**DATASET RECORDS:**
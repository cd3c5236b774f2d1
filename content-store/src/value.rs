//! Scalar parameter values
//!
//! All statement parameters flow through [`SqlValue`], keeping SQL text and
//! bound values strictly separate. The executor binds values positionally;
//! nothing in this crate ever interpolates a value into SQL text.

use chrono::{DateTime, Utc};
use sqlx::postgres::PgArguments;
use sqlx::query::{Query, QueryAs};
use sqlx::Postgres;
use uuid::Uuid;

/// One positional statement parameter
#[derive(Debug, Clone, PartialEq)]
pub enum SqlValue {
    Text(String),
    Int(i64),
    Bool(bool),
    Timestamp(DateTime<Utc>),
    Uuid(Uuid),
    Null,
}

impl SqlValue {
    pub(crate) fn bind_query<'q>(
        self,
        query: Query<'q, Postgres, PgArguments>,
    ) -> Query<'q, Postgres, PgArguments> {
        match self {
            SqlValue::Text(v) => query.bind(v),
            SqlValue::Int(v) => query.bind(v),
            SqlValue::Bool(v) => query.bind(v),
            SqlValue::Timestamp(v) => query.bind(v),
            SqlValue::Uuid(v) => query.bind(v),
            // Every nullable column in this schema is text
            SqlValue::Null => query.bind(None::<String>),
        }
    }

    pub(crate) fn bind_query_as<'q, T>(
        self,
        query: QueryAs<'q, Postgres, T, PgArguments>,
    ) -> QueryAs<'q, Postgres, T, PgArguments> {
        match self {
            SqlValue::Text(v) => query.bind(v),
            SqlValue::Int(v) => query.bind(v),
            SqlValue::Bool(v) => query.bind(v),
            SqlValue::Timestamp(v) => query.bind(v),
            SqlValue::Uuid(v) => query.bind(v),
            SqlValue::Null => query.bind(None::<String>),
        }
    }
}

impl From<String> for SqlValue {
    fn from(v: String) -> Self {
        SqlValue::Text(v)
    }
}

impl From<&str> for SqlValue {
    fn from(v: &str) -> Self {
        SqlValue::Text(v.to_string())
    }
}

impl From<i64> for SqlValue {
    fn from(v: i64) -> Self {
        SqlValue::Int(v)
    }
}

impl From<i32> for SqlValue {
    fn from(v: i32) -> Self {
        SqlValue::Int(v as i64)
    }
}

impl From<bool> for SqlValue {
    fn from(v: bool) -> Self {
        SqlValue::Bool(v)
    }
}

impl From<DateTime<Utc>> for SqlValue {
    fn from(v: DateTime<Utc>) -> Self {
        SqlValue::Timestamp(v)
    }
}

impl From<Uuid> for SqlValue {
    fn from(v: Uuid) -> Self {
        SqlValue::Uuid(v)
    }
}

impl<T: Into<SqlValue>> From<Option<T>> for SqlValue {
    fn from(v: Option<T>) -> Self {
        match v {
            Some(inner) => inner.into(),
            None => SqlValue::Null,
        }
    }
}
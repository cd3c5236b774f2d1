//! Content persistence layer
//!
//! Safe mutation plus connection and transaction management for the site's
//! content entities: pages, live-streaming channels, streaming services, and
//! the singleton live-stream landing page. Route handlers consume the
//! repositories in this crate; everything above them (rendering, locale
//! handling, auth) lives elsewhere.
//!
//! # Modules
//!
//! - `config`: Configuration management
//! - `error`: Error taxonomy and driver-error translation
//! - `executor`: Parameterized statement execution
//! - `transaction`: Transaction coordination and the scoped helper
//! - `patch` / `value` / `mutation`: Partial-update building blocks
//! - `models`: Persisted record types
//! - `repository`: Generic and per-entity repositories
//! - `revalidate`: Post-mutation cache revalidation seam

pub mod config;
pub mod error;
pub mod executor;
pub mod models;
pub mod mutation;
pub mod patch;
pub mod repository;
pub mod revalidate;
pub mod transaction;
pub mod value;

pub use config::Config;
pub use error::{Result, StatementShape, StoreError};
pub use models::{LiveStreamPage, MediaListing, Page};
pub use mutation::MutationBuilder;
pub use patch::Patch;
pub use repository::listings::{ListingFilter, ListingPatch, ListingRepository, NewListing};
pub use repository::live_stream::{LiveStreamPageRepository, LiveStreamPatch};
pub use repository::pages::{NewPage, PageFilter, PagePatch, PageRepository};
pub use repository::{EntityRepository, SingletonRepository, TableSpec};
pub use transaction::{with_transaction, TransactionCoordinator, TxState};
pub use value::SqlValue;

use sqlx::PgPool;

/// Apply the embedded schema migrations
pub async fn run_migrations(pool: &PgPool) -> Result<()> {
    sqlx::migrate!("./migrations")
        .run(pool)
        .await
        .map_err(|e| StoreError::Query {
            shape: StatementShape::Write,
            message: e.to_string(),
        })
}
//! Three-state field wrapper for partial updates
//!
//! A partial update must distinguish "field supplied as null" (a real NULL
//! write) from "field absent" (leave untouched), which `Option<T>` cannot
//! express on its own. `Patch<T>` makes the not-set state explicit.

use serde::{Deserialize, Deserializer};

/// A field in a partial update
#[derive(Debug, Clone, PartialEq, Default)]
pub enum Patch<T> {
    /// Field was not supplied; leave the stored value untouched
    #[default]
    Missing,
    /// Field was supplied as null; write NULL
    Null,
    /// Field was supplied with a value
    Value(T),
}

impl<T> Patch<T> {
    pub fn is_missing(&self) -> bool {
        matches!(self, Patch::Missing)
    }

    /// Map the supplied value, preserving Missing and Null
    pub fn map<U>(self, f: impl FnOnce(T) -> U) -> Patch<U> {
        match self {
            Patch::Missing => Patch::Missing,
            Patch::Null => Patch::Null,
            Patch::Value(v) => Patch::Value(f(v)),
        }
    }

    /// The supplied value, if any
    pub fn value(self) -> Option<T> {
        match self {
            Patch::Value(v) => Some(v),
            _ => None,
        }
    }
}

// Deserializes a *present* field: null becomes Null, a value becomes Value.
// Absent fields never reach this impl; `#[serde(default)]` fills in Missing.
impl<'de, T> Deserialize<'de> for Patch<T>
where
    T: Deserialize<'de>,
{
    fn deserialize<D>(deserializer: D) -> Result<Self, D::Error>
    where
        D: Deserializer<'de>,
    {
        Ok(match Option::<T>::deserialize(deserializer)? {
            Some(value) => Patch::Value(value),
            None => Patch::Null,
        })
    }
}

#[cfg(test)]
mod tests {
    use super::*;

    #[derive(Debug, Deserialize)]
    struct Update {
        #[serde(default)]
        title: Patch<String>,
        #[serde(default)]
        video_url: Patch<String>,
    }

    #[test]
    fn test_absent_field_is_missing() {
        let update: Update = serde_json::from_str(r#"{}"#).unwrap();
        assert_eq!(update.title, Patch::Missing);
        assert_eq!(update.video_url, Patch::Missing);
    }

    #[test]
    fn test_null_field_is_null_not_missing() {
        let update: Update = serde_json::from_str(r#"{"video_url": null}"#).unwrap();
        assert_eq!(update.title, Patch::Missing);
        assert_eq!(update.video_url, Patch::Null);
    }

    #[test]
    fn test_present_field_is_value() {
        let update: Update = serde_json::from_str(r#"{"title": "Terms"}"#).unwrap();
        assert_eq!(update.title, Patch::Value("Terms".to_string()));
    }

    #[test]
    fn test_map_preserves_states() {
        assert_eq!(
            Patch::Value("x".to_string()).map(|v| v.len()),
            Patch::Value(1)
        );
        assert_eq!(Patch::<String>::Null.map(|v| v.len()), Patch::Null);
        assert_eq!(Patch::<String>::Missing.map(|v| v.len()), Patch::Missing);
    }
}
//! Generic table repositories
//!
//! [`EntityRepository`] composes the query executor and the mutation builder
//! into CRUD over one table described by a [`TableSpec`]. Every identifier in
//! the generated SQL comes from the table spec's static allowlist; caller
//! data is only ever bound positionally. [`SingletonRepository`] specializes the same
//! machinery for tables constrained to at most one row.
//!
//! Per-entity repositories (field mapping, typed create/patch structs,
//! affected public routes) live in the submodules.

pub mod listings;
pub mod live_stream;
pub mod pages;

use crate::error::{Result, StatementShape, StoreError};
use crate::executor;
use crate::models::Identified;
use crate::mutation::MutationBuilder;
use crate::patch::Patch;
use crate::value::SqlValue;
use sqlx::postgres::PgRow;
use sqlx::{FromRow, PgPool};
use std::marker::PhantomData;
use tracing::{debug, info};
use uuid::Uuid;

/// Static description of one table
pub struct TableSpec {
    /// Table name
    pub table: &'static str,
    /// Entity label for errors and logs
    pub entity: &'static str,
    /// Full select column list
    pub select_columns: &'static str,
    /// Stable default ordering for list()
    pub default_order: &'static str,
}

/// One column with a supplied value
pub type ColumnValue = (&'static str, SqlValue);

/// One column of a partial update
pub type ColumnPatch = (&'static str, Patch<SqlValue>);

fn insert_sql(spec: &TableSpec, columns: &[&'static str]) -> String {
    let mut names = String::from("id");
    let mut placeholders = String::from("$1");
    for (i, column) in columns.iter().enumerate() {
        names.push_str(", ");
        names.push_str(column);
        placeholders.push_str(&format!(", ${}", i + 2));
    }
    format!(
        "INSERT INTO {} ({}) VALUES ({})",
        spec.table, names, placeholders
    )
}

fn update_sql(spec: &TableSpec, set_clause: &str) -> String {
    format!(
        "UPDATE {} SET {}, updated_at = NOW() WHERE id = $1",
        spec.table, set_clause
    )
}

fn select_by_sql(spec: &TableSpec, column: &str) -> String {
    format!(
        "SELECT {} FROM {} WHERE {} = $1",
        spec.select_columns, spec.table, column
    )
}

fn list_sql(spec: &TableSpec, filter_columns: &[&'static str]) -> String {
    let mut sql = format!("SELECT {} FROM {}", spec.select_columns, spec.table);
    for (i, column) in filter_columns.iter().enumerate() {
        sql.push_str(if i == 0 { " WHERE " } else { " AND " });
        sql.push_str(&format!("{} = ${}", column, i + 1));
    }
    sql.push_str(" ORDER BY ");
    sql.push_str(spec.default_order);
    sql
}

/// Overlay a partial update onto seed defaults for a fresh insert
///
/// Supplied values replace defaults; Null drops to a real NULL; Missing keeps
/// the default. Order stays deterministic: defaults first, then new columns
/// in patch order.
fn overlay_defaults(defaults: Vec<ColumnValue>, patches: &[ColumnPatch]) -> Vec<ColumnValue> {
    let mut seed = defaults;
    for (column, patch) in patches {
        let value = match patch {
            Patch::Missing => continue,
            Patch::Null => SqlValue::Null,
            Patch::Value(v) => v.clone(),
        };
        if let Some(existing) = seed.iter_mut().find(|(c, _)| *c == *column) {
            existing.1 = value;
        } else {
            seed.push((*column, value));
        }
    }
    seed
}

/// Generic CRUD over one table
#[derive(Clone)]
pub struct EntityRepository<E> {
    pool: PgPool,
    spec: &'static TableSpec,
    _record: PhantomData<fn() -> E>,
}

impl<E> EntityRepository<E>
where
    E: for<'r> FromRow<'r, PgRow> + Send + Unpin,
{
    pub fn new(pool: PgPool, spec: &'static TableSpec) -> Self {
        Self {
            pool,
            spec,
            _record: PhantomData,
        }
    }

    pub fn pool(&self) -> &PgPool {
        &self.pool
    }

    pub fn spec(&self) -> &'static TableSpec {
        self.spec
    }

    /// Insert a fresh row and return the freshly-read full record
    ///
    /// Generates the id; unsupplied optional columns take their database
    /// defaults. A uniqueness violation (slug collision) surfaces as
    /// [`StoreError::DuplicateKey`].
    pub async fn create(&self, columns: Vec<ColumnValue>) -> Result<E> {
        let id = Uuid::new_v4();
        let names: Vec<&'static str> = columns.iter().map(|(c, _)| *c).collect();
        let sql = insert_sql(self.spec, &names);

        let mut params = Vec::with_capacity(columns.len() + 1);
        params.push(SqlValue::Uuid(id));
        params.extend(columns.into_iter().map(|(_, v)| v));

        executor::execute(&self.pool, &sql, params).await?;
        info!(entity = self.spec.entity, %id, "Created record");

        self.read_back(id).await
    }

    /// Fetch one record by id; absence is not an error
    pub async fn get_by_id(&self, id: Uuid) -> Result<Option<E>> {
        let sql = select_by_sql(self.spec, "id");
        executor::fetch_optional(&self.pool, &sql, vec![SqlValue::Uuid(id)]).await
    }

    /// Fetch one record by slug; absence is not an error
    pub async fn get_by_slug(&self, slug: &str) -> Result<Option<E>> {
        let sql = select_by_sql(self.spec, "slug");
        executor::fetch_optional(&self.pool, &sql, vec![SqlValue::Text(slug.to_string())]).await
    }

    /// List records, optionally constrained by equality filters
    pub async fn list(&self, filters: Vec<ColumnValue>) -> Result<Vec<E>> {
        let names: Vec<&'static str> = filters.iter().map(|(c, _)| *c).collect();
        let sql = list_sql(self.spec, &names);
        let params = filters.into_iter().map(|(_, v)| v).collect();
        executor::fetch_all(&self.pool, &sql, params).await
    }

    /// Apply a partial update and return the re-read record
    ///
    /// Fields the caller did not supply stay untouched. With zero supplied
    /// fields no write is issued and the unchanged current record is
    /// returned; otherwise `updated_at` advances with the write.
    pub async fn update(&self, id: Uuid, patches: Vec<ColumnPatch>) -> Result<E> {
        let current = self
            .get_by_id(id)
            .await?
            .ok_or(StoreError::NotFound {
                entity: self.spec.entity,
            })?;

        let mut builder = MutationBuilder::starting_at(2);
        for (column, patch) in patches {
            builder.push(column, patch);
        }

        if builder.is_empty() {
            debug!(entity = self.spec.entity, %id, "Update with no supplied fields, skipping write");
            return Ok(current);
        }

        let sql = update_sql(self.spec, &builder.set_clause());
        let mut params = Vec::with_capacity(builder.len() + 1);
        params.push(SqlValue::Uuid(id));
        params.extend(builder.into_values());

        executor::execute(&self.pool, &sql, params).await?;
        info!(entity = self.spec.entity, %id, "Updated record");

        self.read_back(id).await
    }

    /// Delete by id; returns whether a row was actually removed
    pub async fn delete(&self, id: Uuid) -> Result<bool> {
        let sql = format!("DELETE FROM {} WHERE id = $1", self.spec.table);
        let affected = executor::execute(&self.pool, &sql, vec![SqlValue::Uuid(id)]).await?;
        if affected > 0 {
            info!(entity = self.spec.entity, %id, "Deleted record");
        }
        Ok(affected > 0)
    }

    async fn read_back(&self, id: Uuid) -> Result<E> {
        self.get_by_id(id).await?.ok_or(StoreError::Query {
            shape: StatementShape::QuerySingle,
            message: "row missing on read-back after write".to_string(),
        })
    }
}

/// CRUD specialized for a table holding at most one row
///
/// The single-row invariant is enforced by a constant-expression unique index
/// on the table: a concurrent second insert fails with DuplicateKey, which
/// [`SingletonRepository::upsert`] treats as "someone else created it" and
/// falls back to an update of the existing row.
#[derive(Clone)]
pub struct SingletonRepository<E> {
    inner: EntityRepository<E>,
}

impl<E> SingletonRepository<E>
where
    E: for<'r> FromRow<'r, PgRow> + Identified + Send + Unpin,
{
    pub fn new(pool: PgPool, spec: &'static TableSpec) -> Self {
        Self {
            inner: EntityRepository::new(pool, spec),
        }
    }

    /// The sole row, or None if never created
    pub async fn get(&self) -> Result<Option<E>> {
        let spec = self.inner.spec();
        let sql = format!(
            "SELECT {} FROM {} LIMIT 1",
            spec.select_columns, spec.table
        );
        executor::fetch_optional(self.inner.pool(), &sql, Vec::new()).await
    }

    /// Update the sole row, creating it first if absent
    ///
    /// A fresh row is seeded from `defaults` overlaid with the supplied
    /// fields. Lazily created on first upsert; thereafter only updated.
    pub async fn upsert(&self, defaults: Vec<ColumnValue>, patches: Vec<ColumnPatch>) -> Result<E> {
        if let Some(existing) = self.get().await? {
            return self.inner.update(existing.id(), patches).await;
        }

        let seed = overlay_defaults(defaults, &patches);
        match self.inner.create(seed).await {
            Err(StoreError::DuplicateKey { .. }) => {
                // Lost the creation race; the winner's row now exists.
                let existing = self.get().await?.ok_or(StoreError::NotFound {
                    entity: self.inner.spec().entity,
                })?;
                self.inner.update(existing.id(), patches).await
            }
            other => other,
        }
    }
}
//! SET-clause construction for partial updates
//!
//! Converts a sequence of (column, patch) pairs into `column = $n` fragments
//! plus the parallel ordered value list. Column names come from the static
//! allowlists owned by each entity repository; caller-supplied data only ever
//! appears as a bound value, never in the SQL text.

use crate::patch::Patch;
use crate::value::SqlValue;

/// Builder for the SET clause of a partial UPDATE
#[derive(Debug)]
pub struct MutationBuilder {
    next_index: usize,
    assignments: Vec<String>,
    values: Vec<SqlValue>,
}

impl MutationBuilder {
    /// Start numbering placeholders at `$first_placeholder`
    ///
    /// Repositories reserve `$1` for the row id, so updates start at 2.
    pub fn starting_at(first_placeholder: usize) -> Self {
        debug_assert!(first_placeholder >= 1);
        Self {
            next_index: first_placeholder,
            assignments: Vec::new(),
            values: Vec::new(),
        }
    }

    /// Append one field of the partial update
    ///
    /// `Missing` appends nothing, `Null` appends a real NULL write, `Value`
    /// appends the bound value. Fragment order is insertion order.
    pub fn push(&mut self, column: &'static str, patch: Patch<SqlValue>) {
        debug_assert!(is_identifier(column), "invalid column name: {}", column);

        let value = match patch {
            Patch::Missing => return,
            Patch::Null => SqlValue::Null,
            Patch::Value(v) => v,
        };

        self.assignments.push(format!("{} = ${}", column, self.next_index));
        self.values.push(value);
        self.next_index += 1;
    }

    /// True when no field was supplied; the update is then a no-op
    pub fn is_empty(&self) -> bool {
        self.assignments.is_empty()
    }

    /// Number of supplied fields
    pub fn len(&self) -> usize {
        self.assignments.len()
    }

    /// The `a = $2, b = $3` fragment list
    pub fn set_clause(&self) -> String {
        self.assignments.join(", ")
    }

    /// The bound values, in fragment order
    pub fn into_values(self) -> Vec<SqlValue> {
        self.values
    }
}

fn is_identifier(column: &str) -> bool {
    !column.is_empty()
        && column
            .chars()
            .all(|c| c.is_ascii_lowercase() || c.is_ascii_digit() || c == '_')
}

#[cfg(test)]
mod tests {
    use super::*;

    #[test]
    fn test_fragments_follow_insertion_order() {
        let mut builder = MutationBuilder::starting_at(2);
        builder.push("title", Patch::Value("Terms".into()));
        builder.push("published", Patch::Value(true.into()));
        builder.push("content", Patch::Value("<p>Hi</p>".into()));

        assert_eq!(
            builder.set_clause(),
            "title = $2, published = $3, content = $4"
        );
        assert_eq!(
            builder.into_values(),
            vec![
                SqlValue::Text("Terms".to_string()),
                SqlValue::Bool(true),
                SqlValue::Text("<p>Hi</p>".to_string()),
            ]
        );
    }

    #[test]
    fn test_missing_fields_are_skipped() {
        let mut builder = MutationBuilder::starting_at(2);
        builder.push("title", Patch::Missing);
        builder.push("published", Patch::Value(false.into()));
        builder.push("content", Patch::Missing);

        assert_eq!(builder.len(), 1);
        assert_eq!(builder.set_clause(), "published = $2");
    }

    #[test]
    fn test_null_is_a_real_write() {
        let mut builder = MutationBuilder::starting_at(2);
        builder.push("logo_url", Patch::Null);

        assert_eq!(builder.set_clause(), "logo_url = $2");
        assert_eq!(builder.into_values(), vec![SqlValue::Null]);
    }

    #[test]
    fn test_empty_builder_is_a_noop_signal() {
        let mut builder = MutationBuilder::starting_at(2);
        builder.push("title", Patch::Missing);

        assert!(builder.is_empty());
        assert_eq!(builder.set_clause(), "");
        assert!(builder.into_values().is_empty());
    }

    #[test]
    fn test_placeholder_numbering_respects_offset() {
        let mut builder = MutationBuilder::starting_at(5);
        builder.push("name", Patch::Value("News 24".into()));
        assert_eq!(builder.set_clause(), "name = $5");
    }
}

**ASSIGNED TASK:**
Each line of the material with the word "PgArguments" in it should be listed.

**EXERCISE OUTPUT:**
use sqlx::postgres::PgArguments;
        query: Query<'q, Postgres, PgArguments>,
    ) -> Query<'q, Postgres, PgArguments> {
        query: QueryAs<'q, Postgres, T, PgArguments>,
    ) -> QueryAs<'q, Postgres, T, PgArguments> {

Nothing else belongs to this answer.